• TASK REQUIREMENTS:
The required output is a copy of each line in the material below that includes "type".

• INFORMATION SHOWN:

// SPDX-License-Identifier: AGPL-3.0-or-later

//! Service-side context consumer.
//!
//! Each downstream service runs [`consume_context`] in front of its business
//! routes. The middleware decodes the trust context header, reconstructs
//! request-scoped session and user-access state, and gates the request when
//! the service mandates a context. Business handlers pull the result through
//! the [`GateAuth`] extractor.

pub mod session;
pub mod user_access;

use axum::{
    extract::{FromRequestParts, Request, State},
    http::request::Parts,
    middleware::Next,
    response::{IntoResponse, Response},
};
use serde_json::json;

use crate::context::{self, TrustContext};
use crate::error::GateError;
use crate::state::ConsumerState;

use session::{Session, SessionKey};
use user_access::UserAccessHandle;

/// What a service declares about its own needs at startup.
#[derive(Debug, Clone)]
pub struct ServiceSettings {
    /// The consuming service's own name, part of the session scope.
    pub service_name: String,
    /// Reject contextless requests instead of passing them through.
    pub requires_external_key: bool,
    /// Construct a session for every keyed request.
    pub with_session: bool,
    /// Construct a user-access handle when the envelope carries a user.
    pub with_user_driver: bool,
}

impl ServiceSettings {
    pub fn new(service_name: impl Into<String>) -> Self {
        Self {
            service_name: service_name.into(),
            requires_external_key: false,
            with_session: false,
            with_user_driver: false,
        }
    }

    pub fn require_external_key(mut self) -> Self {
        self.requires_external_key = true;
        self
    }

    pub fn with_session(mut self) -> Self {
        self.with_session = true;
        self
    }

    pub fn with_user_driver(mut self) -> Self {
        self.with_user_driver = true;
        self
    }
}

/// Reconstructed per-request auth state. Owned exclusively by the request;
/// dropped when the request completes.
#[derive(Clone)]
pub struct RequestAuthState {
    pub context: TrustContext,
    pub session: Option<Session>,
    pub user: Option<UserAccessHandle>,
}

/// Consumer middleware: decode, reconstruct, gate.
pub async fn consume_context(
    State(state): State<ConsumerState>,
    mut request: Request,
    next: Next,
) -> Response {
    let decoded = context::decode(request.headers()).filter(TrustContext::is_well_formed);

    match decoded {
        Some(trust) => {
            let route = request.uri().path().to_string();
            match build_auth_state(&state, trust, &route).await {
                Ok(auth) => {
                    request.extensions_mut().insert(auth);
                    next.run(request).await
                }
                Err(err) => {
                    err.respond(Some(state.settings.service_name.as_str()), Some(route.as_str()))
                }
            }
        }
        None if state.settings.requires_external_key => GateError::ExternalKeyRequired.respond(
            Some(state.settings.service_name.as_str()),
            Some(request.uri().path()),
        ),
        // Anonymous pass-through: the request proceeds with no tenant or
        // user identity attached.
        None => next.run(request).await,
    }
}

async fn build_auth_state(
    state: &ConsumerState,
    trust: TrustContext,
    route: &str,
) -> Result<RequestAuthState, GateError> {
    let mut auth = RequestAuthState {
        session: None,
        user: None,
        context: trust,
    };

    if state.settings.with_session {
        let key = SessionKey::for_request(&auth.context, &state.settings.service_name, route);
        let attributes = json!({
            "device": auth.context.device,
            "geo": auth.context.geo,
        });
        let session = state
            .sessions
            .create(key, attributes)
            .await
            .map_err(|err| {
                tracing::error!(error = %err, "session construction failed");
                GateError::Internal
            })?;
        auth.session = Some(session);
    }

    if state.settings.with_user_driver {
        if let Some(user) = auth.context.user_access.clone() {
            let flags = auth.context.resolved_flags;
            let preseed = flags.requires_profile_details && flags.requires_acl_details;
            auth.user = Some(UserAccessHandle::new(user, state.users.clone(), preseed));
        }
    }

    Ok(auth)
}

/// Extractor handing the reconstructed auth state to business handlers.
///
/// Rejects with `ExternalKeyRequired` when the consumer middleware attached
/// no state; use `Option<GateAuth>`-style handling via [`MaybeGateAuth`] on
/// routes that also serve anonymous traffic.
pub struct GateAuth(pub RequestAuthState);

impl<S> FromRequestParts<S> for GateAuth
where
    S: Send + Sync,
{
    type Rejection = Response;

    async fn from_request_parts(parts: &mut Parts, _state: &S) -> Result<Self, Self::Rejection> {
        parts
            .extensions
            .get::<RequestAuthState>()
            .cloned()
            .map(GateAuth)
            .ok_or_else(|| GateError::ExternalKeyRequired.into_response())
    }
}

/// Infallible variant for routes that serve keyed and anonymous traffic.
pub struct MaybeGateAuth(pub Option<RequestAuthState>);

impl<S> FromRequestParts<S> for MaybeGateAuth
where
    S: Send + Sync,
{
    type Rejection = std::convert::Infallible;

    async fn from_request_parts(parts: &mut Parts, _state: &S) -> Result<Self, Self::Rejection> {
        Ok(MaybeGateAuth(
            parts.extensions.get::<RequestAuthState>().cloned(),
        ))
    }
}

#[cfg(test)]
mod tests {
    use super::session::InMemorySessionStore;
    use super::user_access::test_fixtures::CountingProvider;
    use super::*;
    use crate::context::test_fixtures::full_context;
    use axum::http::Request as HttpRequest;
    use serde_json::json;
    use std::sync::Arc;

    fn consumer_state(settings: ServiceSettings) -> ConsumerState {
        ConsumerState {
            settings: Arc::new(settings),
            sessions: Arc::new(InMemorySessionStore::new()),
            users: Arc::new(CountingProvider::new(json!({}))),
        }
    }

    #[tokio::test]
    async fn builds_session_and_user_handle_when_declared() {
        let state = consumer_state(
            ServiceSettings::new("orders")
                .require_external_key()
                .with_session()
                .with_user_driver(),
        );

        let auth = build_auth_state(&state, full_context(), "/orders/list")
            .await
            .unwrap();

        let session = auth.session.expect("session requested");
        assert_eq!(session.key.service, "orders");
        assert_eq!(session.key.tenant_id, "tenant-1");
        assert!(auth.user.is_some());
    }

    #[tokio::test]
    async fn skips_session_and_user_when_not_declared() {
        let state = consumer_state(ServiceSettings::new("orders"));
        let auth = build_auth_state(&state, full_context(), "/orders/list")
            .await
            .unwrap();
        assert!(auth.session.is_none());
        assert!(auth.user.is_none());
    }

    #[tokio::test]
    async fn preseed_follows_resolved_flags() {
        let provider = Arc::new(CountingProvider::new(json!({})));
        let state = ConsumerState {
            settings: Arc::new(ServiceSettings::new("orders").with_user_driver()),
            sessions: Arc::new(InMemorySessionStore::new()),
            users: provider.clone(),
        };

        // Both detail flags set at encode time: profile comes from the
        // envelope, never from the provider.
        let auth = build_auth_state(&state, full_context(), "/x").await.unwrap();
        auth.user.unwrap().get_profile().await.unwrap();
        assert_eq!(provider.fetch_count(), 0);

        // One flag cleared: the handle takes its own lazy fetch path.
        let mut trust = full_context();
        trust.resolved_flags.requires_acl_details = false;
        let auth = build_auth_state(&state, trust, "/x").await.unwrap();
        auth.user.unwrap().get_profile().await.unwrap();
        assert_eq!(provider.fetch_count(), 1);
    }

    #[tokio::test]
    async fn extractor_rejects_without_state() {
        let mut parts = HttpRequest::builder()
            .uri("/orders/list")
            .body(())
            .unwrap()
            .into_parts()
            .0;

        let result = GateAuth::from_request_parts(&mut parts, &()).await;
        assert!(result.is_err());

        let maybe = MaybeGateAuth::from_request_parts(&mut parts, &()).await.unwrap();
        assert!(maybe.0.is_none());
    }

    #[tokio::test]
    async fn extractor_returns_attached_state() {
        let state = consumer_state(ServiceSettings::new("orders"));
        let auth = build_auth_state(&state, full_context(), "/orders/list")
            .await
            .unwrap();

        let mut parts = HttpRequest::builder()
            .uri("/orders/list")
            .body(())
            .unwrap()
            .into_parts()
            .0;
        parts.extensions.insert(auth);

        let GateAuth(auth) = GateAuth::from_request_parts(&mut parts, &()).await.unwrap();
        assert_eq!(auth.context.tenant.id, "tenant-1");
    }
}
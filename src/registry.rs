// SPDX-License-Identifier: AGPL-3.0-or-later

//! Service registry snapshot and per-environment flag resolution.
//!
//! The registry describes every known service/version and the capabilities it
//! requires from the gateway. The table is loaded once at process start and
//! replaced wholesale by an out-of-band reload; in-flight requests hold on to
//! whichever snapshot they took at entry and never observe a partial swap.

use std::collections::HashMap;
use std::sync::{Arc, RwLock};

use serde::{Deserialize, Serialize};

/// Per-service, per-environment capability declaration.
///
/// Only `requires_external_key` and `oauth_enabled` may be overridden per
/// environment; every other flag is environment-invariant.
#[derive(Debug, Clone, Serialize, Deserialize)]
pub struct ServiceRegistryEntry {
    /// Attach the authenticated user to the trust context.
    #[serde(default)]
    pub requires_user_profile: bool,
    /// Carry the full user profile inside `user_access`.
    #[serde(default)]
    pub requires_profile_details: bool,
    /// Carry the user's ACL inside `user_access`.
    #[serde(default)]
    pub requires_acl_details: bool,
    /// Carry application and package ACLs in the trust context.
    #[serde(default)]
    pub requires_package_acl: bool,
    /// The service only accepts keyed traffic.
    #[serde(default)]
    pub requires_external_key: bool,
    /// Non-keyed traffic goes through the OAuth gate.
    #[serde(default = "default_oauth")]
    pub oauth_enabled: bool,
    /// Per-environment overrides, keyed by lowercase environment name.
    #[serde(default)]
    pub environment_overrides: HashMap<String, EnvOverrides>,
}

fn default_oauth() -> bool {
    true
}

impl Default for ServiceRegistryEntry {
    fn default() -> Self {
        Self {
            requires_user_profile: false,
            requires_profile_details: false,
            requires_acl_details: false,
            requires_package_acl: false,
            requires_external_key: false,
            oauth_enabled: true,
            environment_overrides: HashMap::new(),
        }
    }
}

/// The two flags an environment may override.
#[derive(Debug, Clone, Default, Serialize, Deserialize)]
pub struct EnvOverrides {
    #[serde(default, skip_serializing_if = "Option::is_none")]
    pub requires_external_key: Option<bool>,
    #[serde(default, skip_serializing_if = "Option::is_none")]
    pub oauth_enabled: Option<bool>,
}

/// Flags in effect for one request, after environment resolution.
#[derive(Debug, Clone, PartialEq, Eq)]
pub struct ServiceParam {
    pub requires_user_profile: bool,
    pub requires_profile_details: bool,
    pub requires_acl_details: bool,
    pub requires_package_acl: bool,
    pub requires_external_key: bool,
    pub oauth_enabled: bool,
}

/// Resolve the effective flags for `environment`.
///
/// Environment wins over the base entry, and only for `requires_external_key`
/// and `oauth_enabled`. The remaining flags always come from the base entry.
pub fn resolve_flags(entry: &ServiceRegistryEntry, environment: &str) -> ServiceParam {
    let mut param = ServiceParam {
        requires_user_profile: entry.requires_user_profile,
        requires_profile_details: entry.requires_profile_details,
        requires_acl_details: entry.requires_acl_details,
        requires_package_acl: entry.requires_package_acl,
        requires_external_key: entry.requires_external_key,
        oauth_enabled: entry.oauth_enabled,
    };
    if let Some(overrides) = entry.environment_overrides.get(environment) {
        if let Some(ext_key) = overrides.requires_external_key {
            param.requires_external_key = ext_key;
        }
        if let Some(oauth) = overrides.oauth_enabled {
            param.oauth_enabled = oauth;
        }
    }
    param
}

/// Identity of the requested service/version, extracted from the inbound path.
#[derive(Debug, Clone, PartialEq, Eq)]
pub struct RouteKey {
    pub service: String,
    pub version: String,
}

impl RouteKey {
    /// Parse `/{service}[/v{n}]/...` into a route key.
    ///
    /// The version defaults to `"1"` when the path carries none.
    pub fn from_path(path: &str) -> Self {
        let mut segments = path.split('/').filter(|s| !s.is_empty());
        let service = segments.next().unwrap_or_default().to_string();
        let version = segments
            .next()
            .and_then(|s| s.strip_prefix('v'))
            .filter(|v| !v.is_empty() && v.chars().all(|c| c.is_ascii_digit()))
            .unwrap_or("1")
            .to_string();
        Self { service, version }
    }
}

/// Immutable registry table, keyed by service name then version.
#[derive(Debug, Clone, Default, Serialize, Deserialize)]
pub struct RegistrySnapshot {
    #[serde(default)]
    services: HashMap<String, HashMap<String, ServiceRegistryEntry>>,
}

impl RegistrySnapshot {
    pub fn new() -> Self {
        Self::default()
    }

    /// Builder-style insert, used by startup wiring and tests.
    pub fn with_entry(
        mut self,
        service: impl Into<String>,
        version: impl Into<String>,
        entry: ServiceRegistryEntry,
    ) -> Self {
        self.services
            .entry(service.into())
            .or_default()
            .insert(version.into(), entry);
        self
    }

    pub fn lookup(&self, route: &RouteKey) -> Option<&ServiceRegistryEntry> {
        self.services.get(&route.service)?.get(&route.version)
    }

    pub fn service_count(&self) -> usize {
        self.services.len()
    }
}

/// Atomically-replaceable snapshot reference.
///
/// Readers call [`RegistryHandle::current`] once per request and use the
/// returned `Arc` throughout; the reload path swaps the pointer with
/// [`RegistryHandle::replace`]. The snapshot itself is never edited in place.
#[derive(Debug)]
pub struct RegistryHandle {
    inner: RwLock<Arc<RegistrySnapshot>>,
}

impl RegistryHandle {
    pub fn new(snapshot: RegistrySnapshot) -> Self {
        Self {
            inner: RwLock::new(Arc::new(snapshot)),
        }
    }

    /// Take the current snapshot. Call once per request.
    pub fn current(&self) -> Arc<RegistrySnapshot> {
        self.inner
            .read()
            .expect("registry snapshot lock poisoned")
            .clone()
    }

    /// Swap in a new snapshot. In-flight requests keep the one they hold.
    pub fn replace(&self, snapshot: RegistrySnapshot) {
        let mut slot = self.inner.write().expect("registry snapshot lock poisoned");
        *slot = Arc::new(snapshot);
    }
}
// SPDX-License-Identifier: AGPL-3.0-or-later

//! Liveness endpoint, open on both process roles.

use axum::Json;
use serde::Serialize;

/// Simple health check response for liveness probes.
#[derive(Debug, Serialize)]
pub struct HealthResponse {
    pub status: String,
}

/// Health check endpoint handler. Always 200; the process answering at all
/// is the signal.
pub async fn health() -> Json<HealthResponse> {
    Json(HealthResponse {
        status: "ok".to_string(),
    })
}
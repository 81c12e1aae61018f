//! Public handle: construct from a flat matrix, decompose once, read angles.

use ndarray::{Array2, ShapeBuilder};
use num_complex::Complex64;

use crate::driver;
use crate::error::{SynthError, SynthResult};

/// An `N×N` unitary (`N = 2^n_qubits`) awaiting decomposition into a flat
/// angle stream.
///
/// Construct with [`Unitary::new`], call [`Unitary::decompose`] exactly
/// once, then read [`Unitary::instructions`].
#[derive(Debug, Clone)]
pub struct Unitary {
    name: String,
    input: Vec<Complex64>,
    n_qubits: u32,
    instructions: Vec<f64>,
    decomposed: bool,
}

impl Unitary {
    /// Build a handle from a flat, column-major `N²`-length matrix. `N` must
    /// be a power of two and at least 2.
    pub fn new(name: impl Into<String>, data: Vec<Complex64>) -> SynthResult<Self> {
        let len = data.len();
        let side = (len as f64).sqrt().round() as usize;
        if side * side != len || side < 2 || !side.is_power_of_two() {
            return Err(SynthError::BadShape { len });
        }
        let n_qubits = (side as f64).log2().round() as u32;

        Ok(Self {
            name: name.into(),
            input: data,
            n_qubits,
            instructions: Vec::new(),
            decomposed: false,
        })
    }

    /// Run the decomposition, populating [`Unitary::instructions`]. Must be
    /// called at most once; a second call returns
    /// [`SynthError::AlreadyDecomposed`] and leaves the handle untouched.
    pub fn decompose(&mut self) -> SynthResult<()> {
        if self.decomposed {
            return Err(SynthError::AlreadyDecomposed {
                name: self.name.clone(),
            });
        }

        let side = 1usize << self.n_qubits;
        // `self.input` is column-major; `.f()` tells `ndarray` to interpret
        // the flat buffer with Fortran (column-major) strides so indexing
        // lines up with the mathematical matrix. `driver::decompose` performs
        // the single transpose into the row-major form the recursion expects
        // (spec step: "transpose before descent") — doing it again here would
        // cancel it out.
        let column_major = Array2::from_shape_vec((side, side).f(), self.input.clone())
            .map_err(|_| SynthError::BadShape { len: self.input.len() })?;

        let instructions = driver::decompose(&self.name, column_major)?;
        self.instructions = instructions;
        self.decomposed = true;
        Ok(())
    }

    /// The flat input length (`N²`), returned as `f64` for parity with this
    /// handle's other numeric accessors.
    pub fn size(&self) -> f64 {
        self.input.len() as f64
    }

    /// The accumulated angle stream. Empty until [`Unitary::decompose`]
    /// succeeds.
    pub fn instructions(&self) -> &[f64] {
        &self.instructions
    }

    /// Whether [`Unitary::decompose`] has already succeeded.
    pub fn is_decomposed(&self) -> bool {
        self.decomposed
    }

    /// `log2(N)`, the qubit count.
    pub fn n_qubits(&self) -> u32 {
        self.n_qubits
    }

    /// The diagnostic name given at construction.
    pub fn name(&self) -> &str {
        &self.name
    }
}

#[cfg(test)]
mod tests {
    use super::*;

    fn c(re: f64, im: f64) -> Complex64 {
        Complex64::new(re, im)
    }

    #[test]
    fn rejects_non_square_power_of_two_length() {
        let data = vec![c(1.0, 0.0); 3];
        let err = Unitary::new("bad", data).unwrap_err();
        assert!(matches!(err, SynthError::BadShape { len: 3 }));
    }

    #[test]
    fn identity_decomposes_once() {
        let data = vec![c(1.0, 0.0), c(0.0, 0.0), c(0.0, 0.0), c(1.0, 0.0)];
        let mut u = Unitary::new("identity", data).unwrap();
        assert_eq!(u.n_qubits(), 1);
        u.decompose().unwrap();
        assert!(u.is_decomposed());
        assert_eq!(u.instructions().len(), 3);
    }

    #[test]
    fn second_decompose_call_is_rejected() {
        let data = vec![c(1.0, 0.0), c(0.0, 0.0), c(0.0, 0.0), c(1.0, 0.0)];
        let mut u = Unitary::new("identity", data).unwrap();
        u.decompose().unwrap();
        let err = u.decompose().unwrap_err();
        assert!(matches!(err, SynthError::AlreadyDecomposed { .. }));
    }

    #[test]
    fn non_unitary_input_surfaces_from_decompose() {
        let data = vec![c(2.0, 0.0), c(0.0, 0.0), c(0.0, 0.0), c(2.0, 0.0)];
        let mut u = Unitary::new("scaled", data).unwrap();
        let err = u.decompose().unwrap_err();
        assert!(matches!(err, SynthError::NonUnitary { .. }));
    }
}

• FINAL ANSWER:
    type Rejection = Response;
    type Rejection = std::convert::Infallible;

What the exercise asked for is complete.